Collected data
:::::
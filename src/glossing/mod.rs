//! Glossing engine
//!
//! raw text → `normalize` → `filter` → `reorder` → `synth` → variants.
//! `pipeline::Glosser` ties the stages to a rule snapshot and exposes the
//! two transformation profiles.

pub mod filter;
pub mod normalize;
pub mod pipeline;
pub mod reorder;
pub mod synth;
pub mod tables;
pub mod token;

pub use normalize::{Normalizer, Sentence};
pub use pipeline::{GlossResult, Glosser, Profile, SentenceGloss};
pub use synth::GlossVariants;
pub use token::Token;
:::::
- [How to complete this task]:
Look through the entries for the string "filter". Every line that has it belongs in the answer.

- [Solved exercise]:
//! raw text → `normalize` → `filter` → `reorder` → `synth` → variants.
pub mod filter;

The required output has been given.